To be fair, if you are even remotely interested in Valoq, you can’t give a shit about function-derived design, hardware quality, or not looking like a battlefront medic. Valoq’s singular forte is signal quality (of which a few problems arise). That, and simple and nearly endless customisability. No need to buy amp cards or proprietary firmware flashes. 8-pin op-amps will do it. Dimitri supplied me two sets: Burr Brown OPA627Au (Venturecraft’s mod) and a Muses 8820.
Both its noise floor and current-to-voltage ratios vary slightly depending on the op-amp set installed, but both return a mostly-stable experience. The Muses op-amp set hisses a bit more than the Venturecraft-branded Burr Brown set. It also returns a measurably stabler signal.

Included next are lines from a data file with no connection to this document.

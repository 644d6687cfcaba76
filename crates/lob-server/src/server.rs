//! TCP listener and top-level server wiring.
//!
//! - Binds a TCP listener, bumping the port a few times on `AddrInUse`.
//! - Accepts connections and assigns each a `ClientId`.
//! - Spawns a per-client I/O task and the single central engine task.

use std::io;
use std::sync::atomic::{AtomicU64, Ordering};
use std::sync::Arc;

use tokio::net::TcpListener;
use tokio::sync::mpsc;
use tracing::{error, info, warn};

use crate::config::Config;
use crate::types::{ClientId, ClientRegistry, EngineRx, EngineTx, OutboundRx, OutboundTx};

static NEXT_CLIENT_ID: AtomicU64 = AtomicU64::new(1);

fn next_client_id() -> ClientId {
    ClientId(NEXT_CLIENT_ID.fetch_add(1, Ordering::Relaxed))
}

/// Max number of times the port is bumped if it is in use.
const MAX_PORT_RETRIES: u16 = 3;

/// Run the TCP server with the given configuration.
pub async fn run(mut config: Config) -> Result<(), Box<dyn std::error::Error>> {
    let (listener, final_port, attempts) = bind_with_retry(&mut config).await?;
    config.port = final_port;

    info!(
        addr = %config.socket_addr_string(),
        max_clients = config.max_clients,
        attempts,
        "matching engine server listening"
    );

    let clients: ClientRegistry = Arc::new(tokio::sync::RwLock::new(Default::default()));

    // Channel from clients to the engine task.
    let (engine_tx, engine_rx): (EngineTx, EngineRx) = mpsc::unbounded_channel();

    {
        let clients = clients.clone();
        tokio::spawn(async move {
            crate::engine_task::run_engine_loop(engine_rx, clients).await;
        });
    }

    loop {
        let (stream, peer_addr) = listener.accept().await?;

        let current_clients = {
            let guard = clients.read().await;
            guard.len()
        };
        if current_clients >= config.max_clients {
            warn!(%peer_addr, max_clients = config.max_clients, "rejecting connection: at capacity");
            // Dropping the stream closes it.
            continue;
        }

        let client_id = next_client_id();
        info!(client = client_id.0, %peer_addr, "accepted connection");

        let (out_tx, out_rx): (OutboundTx, OutboundRx) = mpsc::unbounded_channel();
        {
            let mut guard = clients.write().await;
            guard.insert(client_id, out_tx);
        }

        let clients = clients.clone();
        let engine_tx = engine_tx.clone();
        tokio::spawn(async move {
            match crate::client::run_client(client_id, stream, engine_tx, out_rx, clients).await {
                Ok(()) => info!(client = client_id.0, "client disconnected"),
                Err(e) => error!(client = client_id.0, error = %e, "client task failed"),
            }
        });
    }
}

/// Try to bind, bumping the port by one on `AddrInUse`, up to
/// `MAX_PORT_RETRIES` attempts.
async fn bind_with_retry(
    config: &mut Config,
) -> Result<(TcpListener, u16, u16), Box<dyn std::error::Error>> {
    let mut attempts: u16 = 0;
    let mut port = config.port;

    loop {
        attempts += 1;
        let addr = format!("{}:{}", config.bind_addr, port);
        match TcpListener::bind(&addr).await {
            Ok(listener) => return Ok((listener, port, attempts)),
            Err(e) if e.kind() == io::ErrorKind::AddrInUse && attempts < MAX_PORT_RETRIES => {
                warn!(%addr, attempt = attempts, "port in use, trying next");
                port += 1;
            }
            Err(e) => {
                return Err(format!("failed to bind {}: {}", addr, e).into());
            }
        }
    }
}
//! Side (Buy / Sell) for orders and book levels.

use serde::{Deserialize, Serialize};

/// Order side: Buy or Sell.
#[derive(Debug, Copy, Clone, PartialEq, Eq, Hash, Serialize, Deserialize)]
pub enum Side {
    Buy,
    Sell,
}

impl Side {
    /// The side an incoming order matches against.
    pub fn opposite(self) -> Side {
        match self {
            Side::Buy => Side::Sell,
            Side::Sell => Side::Buy,
        }
    }

    /// Convert to the char representation (`'B'` / `'S'`) used by the
    /// CSV codec and trade logs.
    pub fn as_char(self) -> char {
        match self {
            Side::Buy => 'B',
            Side::Sell => 'S',
        }
    }

    /// Try to parse from a char (`'B'` / `'S'`, case-sensitive).
    pub fn from_char(c: char) -> Option<Self> {
        match c {
            'B' => Some(Side::Buy),
            'S' => Some(Side::Sell),
            _ => None,
        }
    }
}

My favourite audio feature is Valoq’s variable gain, which can be set anywhere between 0dB and -30dB. For earphone users, this is a godsend. For Shure SE846 and Ultrasone IQ users, it may actually save your life. Even if you’ve got something else in your ears, Valoq’s native gain increases geometrically, with very little voltage increase over 25% of the volume scale. If this genius feature weren’t overturned by a godawful ON/OFF power pop, and if the lowest setting was a true zero voltage design, I might hands-down recommend Valoq to the design-agnostic earphone user out there.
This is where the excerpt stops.